#Konflikty Zbrojne On-Line#                         "...Wszystkie wojny są wojnami domowymi, ponieważ wszyscy ludzie są braćmi..."













Konflikty Zbrojne Numer 11 | Lipiec 2005                                                        poprzednia strona | spis treści | następna strona
Generał Stnisław Maczek


Autor tekstu: Cinek


     Stanisław Władysław Maczek urodził się 31 marca 1892 roku w Szczerzec koło Lwowa. W czasie I wojny światowej odznaczył się jako oficer austriacki na froncie włoskim. Od 1918 w Wojsku Polskim; w okresie międzywojennym dowodził m.in. 81. pułkiem piechoty w Grodnie, piechotą dywizyjną 7. Dywizji Piechoty w Częstochowie, a od końca 1938 pierwszą w Wojsku Polskim brygadą pancerno-motorową. Skutecznie działał wraz z nią we wrześniu 1939 - od Wysokiej w krakowskiem aż do Zboisk pod Lwowem. Część brygady udało mu się wyprowadzić na Węgry, a stamtąd - do Francji. W ramach odtwarzających się tam Polskich Sił Zbrojnych dowodził 10. Brygadą Kawalerii Pancernej, osłaniając na jej czele w czerwcu 1940 działania francuskiej piechoty pod Champaubert, Montmirail i Montbard. Po ewakuacji do Wielkiej Brytanii organizował od lutego 1942 w Szkocji 1. Dywizję Pancerną. Dywizja ta bierze udział od samego początku w inwazji sił alianckich w Normandii.
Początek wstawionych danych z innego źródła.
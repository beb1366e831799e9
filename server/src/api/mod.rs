//! HTTP server, pages and routes

pub mod auth;
mod embedded;
pub mod middleware;
pub mod pages;
pub mod routes;
mod server;
pub mod types;

pub use auth::AuthManager;
pub use server::{ApiServer, router};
Już 1 sierpnia 1944 zostaje przerzucona na wybrzeże Francji w pobliżu Caen. Świetnie dowodzona przez generała Maczka, popisuje się zręcznym manewrem pod Falaise/Chambois, odcinając Niemcom drogę ucieczki na wschód. Dywizja bierze do niewoli 5113 jeńców, niszczy 55 czołgów, 44 działa polowe, 38 samochodów pancernych i 207 pojazdów mechanicznych. Straty dywizji wyniosły 325 zabitych (21 oficerów), 1002 rannych (35 oficerów) i 114 zaginionych. Stracono 140 czołgów, w tym 80 bezpowrotnie. Wśród potrzaskanych niemieckich dywizji była 2. Panzer Division, z którą "maczkowcy" bili się w 1939 pod Wysoką. Generał otrzymuje gratulacje od marszałka Montgomery'ego.
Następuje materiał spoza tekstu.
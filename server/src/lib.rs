//! School statistics dashboard and barter marketplace server

pub mod api;
pub mod app;
pub mod core;
pub mod data;
pub mod domain;
pub mod utils;
//! Cryptographic utility functions

use rand::RngCore;

/// Generate a cryptographically secure random key
pub fn generate_key(len: usize) -> Vec<u8> {
    let mut key = vec![0u8; len];
    rand::thread_rng().fill_bytes(&mut key);
    key
}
1. Dywizja Pancerna walczy dalej na kierunku belgijskim, zdobywając liczne miasta: Ypres, Passchendale, Roulers, Thielt. Kolejny ważny etap na szlaku bojowym to Breda w Holandii. To tutaj generał Maczek, który zawsze bardzo oszczędzał swoich żołnierzy, ponosi dotkliwe straty. Może właśnie dlatego gen. Maczek uważał Bredę za swoje szczytowe osiągnięcie strategiczne z jednej strony, a z drugiej za symbol wiecznego rozstania z wieloma towarzyszami broni. Później poprosił, by pochowano go na polskim cmentarzu w Bredzie. Wyzwalają miasta, starając się ich nie niszczyć, za co zdobyli sobie wdzięczność i uznanie setek tysięcy ludzi.


Ostatni etap kampanii to niemieckie Wilhelmshaven, gdzie poddało się generałowi Maczkowi dowództwa twierdzy i bazy Kriegsmarine, floty "Ostfrisland", 10 dywizji piechoty i 8 pułków piechoty i artylerii. Liczebnie: 2 admirałów, 1 generał, 1900 oficerów i 32 000 szeregowych. Zdobycz Polaków objęła: 3 krążowniki, 18 U-Bootów, 205 mniejszych okrętów wojennych i pomocniczych, 94 działa forteczne, 159 dział polowych, 560 ckm-ów, 370 lkm-ów, 40 000 karabinów, 280 000 pocisków artyleryjskich, 64 miliony sztuk amunicji do broni ręcznej, 23 000 granatów ręcznych i liczne składy torped i min oraz zmagazynowane zapasy żywności dla 500 000 żołnierzy na 3 miesiące.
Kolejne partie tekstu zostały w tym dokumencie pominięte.